Нервозность Германа ничтожна по сравнению с безумием влюбленности, просыпающимся в нем при одном имени Евгении. Может быть, он поджидал ее на повороте дороги? Отводил в сторонку, прося выслушать его стихи? Бросался перед ней на колени? Неизвестно. Она была в его глазах совершенством. Он любил ее, как сын, как брат, как любовник. То ему кажется, что в нем просыпается мужчина, то он чувствует себя ребенком. Он хочет доверить ей все: свои поэтические мечты и желания, вложить в ее материнские руки свои пальцы, испачканные чернилами, и оросить слезами ее грудь. Но раздраженная Евгения отталкивает его. Ее лицо выражает лишь холод и скуку.

Едва проснувшаяся мужественность бросает его в неистовство. Черты лица приобретают большую определенность, глаза кажутся глубже, кожа болезненно бледна. Его воображение рисует картины грубого обладания, заставляя вместе с тем проникнуть в мистический опыт вечной мудрости: «…Любить женщину, отдавать себя ей, погружаться в нее и чувствовать, как она погружается в тебя, — это не то, что ты называешь „влюбленностью“… Для меня это путь к жизни и путь к смыслу жизни…». В течение нескольких недель он упорно преследует Евгению. Неопытный в любви, гурман плотских радостей, которые ему недоступны, он раздражен и слишком назойлив. Наконец молодая женщина, пользуясь во время катания на коньках моментом, когда он неловко падает, покидает его навсегда.

Новогодние праздники Герман традиционно проводит в Кальве с родными, собирающимися вокруг Иоганнеса для чтения Священного Писания и совместного пения церковных гимнов. Он кажется спокойным, милым, будто пребывающим в полудреме. Адели вот-вот исполнится семнадцать, Марулла переживает трудный переходный возраст, Ганс еще юный школьник. Старшему брату они не докучают. К нему относятся бережно, щадя его внутреннюю сосредоточенность.

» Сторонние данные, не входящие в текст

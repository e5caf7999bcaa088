//! The merge options and their per-call override form.

use std::collections::BTreeSet;

use serde::{Deserialize, Serialize};

/// Reserved field name selecting a record's identifying key.
pub const FIELD_KEY: &str = "key";

/// Reserved field name selecting a record's entry category.
pub const FIELD_BIBTYPE: &str = "bibtype";

/// Reserved field name requesting whole-record equality instead of a
/// field-subset comparison.
pub const FIELD_ALL: &str = "all";

/// The two options the merge algorithm consumes.
///
/// `fields_to_check` names the fields that define record equivalence.
/// The reserved names [`FIELD_KEY`] and [`FIELD_BIBTYPE`] refer to the
/// mandatory record fields; [`FIELD_ALL`] switches to whole-record
/// equality. An empty set disables duplicate detection entirely.
///
/// `ignore_case` case-folds string comparison for the non-reserved fields
/// (key and bibtype are always compared exactly).
#[derive(Clone, Debug, PartialEq, Eq, Serialize, Deserialize)]
pub struct MergeOptions {
    /// Field names defining record equivalence.
    pub fields_to_check: BTreeSet<String>,
    /// Case-fold string comparison for non-reserved fields.
    pub ignore_case: bool,
}

impl MergeOptions {
    /// Options checking the given fields, case-sensitive.
    pub fn checking<I, S>(fields: I) -> Self
    where
        I: IntoIterator<Item = S>,
        S: Into<String>,
    {
        Self {
            fields_to_check: fields.into_iter().map(Into::into).collect(),
            ignore_case: false,
        }
    }

    /// Builder-style toggle for case-insensitive comparison.
    pub fn ignore_case(mut self, value: bool) -> Self {
        self.ignore_case = value;
        self
    }

    /// Returns `true` if duplicate detection is disabled.
    pub fn detection_disabled(&self) -> bool {
        self.fields_to_check.is_empty()
    }

    /// Returns `true` if whole-record equality was requested.
    pub fn whole_record(&self) -> bool {
        self.fields_to_check.contains(FIELD_ALL)
    }
}

impl Default for MergeOptions {
    /// Key-and-bibtype comparison, case-sensitive: the natural rule for
    /// keyed bibliographic collections.
    fn default() -> Self {
        Self::checking([FIELD_KEY, FIELD_BIBTYPE])
    }
}

/// A partial override of [`MergeOptions`].
///
/// Each field left as `None` keeps the base value. This is the
/// named-parameter surface of the merge entry points: callers override
/// only what they name.
#[derive(Clone, Debug, Default, PartialEq, Eq, Serialize, Deserialize)]
pub struct OptionsOverride {
    /// Replacement for `fields_to_check`, if any.
    pub fields_to_check: Option<BTreeSet<String>>,
    /// Replacement for `ignore_case`, if any.
    pub ignore_case: Option<bool>,
}

impl OptionsOverride {
    /// An override that changes nothing.
    pub fn none() -> Self {
        Self::default()
    }

    /// Override only the fields to check.
    pub fn fields<I, S>(fields: I) -> Self
    where
        I: IntoIterator<Item = S>,
        S: Into<String>,
    {
        Self {
            fields_to_check: Some(fields.into_iter().map(Into::into).collect()),
            ignore_case: None,
        }
    }

    /// Builder-style toggle for overriding `ignore_case`.
    pub fn ignore_case(mut self, value: bool) -> Self {
        self.ignore_case = Some(value);
        self
    }

    /// Apply this override on top of base options.
    pub fn apply(&self, base: &MergeOptions) -> MergeOptions {
        MergeOptions {
            fields_to_check: self
                .fields_to_check
                .clone()
                .unwrap_or_else(|| base.fields_to_check.clone()),
            ignore_case: self.ignore_case.unwrap_or(base.ignore_case),
        }
    }
}
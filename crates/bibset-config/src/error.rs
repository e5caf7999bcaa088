//! Error types for the configuration store.

/// Errors that can occur while reading or writing the default options.
#[derive(Debug, thiserror::Error)]
pub enum ConfigError {
    /// The store's lock was poisoned by a panic in another holder.
    #[error("options store lock poisoned: {0}")]
    Poisoned(String),
}

/// Convenience alias for configuration results.
pub type ConfigResult<T> = Result<T, ConfigError>;
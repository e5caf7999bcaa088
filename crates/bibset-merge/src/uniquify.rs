//! Key uniquification over a concatenated record sequence.

use std::collections::HashSet;

use bibset_types::Record;

/// Rewrite colliding keys so every record's key is distinct.
///
/// Length and order are preserved. For each group of records sharing a
/// key, the first occurrence keeps it; each later occurrence gets
/// `"{key}-{n}"` with `n` scanned upward from 1 until the candidate
/// collides with no key in the input and no key generated so far.
/// Records whose key was already unique come back unchanged, so running
/// this twice is the same as running it once.
pub fn uniquify_keys(records: Vec<Record>) -> Vec<Record> {
    let original: HashSet<String> = records.iter().map(|r| r.key().to_string()).collect();
    let mut assigned: HashSet<String> = HashSet::with_capacity(records.len());

    records
        .into_iter()
        .map(|record| {
            if assigned.insert(record.key().to_string()) {
                return record;
            }
            let fresh = next_free_key(record.key(), &original, &assigned);
            assigned.insert(fresh.clone());
            record.with_key(fresh)
        })
        .collect()
}

/// The first `"{base}-{n}"` absent from both key sets.
fn next_free_key(base: &str, original: &HashSet<String>, assigned: &HashSet<String>) -> String {
    for n in 1.. {
        let candidate = format!("{base}-{n}");
        if !original.contains(&candidate) && !assigned.contains(&candidate) {
            return candidate;
        }
    }
    unreachable!("suffix scan is unbounded")
}
//! Field values and the insertion-ordered field map of a record.

use serde::{Deserialize, Serialize};

/// The value of a single record field.
///
/// Bibliographic fields hold either one string (a title, a year) or an
/// ordered list of strings (authors, keywords). Comparison is exact string
/// equality; [`FieldValue::fold_case`] produces the case-folded variant used
/// for case-insensitive matching.
#[derive(Clone, Debug, PartialEq, Eq, Serialize, Deserialize)]
#[serde(untagged)]
pub enum FieldValue {
    /// A single string value.
    Single(String),
    /// An ordered list of string values.
    List(Vec<String>),
}

impl FieldValue {
    /// A copy of this value with every contained string lowercased.
    pub fn fold_case(&self) -> FieldValue {
        match self {
            FieldValue::Single(s) => FieldValue::Single(s.to_lowercase()),
            FieldValue::List(items) => {
                FieldValue::List(items.iter().map(|s| s.to_lowercase()).collect())
            }
        }
    }
}

impl From<&str> for FieldValue {
    fn from(s: &str) -> Self {
        FieldValue::Single(s.to_string())
    }
}

impl From<String> for FieldValue {
    fn from(s: String) -> Self {
        FieldValue::Single(s)
    }
}

impl From<Vec<String>> for FieldValue {
    fn from(items: Vec<String>) -> Self {
        FieldValue::List(items)
    }
}

/// Insertion-ordered map of field name to [`FieldValue`].
///
/// Backed by a `Vec` of pairs: collections run tens to low thousands of
/// records with a handful of fields each, so linear lookup is fine and the
/// field order of the source entry is preserved exactly. Setting a name
/// that already exists replaces its value in place.
#[derive(Clone, Debug, Default, PartialEq, Eq, Serialize, Deserialize)]
pub struct Fields(Vec<(String, FieldValue)>);

impl Fields {
    /// Create an empty field map.
    pub fn new() -> Self {
        Self::default()
    }

    /// Number of fields.
    pub fn len(&self) -> usize {
        self.0.len()
    }

    /// Returns `true` if there are no fields.
    pub fn is_empty(&self) -> bool {
        self.0.is_empty()
    }

    /// Get a field's value by name.
    pub fn get(&self, name: &str) -> Option<&FieldValue> {
        self.0.iter().find(|(n, _)| n == name).map(|(_, v)| v)
    }

    /// Returns `true` if the field is present.
    pub fn contains(&self, name: &str) -> bool {
        self.get(name).is_some()
    }

    /// Set a field, replacing the value in place if the name exists.
    pub fn set(&mut self, name: impl Into<String>, value: impl Into<FieldValue>) {
        let name = name.into();
        let value = value.into();
        match self.0.iter_mut().find(|(n, _)| *n == name) {
            Some(slot) => slot.1 = value,
            None => self.0.push((name, value)),
        }
    }

    /// Iterate over `(name, value)` pairs in insertion order.
    pub fn iter(&self) -> impl Iterator<Item = (&str, &FieldValue)> {
        self.0.iter().map(|(n, v)| (n.as_str(), v))
    }

    /// Iterate over field names in insertion order.
    pub fn names(&self) -> impl Iterator<Item = &str> {
        self.0.iter().map(|(n, _)| n.as_str())
    }
}
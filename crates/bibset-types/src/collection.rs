//! An ordered collection of records plus collection-level attributes.

use serde::{Deserialize, Serialize};

use crate::record::Record;

/// Insertion-ordered map of collection-level attribute name to value list.
///
/// Attributes describe a collection as a whole (accumulated search-query
/// metadata, provenance notes), never an individual record. Name order is
/// first-appearance order; it survives serialization and merging.
#[derive(Clone, Debug, Default, PartialEq, Eq, Serialize, Deserialize)]
pub struct Attributes(Vec<(String, Vec<String>)>);

impl Attributes {
    /// Create an empty attribute map.
    pub fn new() -> Self {
        Self::default()
    }

    /// Number of attribute names.
    pub fn len(&self) -> usize {
        self.0.len()
    }

    /// Returns `true` if there are no attributes.
    pub fn is_empty(&self) -> bool {
        self.0.is_empty()
    }

    /// The value list for a name, `None` when absent.
    pub fn get(&self, name: &str) -> Option<&[String]> {
        self.0
            .iter()
            .find(|(n, _)| n == name)
            .map(|(_, v)| v.as_slice())
    }

    /// Append a value to a name's list, creating the name if needed.
    pub fn push_value(&mut self, name: impl Into<String>, value: impl Into<String>) {
        let name = name.into();
        let value = value.into();
        match self.0.iter_mut().find(|(n, _)| *n == name) {
            Some(slot) => slot.1.push(value),
            None => self.0.push((name, vec![value])),
        }
    }

    /// Replace a name's entire value list, creating the name if needed.
    pub fn set(&mut self, name: impl Into<String>, values: Vec<String>) {
        let name = name.into();
        match self.0.iter_mut().find(|(n, _)| *n == name) {
            Some(slot) => slot.1 = values,
            None => self.0.push((name, values)),
        }
    }

    /// Iterate over `(name, values)` pairs in first-appearance order.
    pub fn iter(&self) -> impl Iterator<Item = (&str, &[String])> {
        self.0.iter().map(|(n, v)| (n.as_str(), v.as_slice()))
    }

    /// Iterate over attribute names in first-appearance order.
    pub fn names(&self) -> impl Iterator<Item = &str> {
        self.0.iter().map(|(n, _)| n.as_str())
    }
}

/// An ordered sequence of [`Record`]s plus collection-level [`Attributes`].
///
/// Record order is significant and preserved by every operation except
/// explicit de-duplication. Collections are built by upstream readers and
/// query clients; merging treats them as immutable inputs and produces a
/// fresh collection.
#[derive(Clone, Debug, Default, PartialEq, Eq, Serialize, Deserialize)]
pub struct Collection {
    #[serde(default)]
    records: Vec<Record>,
    #[serde(default)]
    attributes: Attributes,
}

impl Collection {
    /// Create an empty collection.
    pub fn new() -> Self {
        Self::default()
    }

    /// Create a collection from an ordered list of records.
    pub fn from_records(records: Vec<Record>) -> Self {
        Self {
            records,
            attributes: Attributes::new(),
        }
    }

    /// Create a collection from records and attributes.
    pub fn with_attributes(records: Vec<Record>, attributes: Attributes) -> Self {
        Self {
            records,
            attributes,
        }
    }

    /// Number of records.
    pub fn len(&self) -> usize {
        self.records.len()
    }

    /// Returns `true` if the collection has no records.
    pub fn is_empty(&self) -> bool {
        self.records.is_empty()
    }

    /// The records in order.
    pub fn records(&self) -> &[Record] {
        &self.records
    }

    /// The record keys in order.
    pub fn keys(&self) -> impl Iterator<Item = &str> {
        self.records.iter().map(|r| r.key())
    }

    /// Returns `true` if any record has the given key.
    pub fn contains_key(&self, key: &str) -> bool {
        self.records.iter().any(|r| r.key() == key)
    }

    /// The collection-level attributes.
    pub fn attributes(&self) -> &Attributes {
        &self.attributes
    }

    /// Mutable access to the collection-level attributes.
    pub fn attributes_mut(&mut self) -> &mut Attributes {
        &mut self.attributes
    }
}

Кризис наступает 20 января 1893 года — Германа охватывает мучительная тоска, не оставляющая внутреннего выбора: «…я читал Эйхендорфа, когда почувствовал внезапный приступ боли». Он пристально наблюдает за собой и видит, как болезнь все сильнее овладевает им: его все чаще окутывает холод бытия. «Вы, истощенные, идите и ложитесь, потому что вы нуждаетесь в покое. Бьет час, когда будут готовы для вас ложа под землей», — пелось в хорале, который исполняла накануне Мария. Она выбрала его в сборнике «Арфа души». Иисус изображен там сидящим на краю колодца и беседующим с женщиной, самаритянкой, которая пришла зачерпнуть воды. Терпкая красота этого отрывка взволновала Германа, который, по собственному признанию, придавал мало значения словам, когда пел их вместе с родителями. Но в одиночестве каждое слово так сильно проникало в душу, что его в самом деле обуревало, вплоть до пароксизма, желание уснуть навсегда. Он закутался в шубу и сел на поезд до Штутгарта, чтобы опять купить револьвер.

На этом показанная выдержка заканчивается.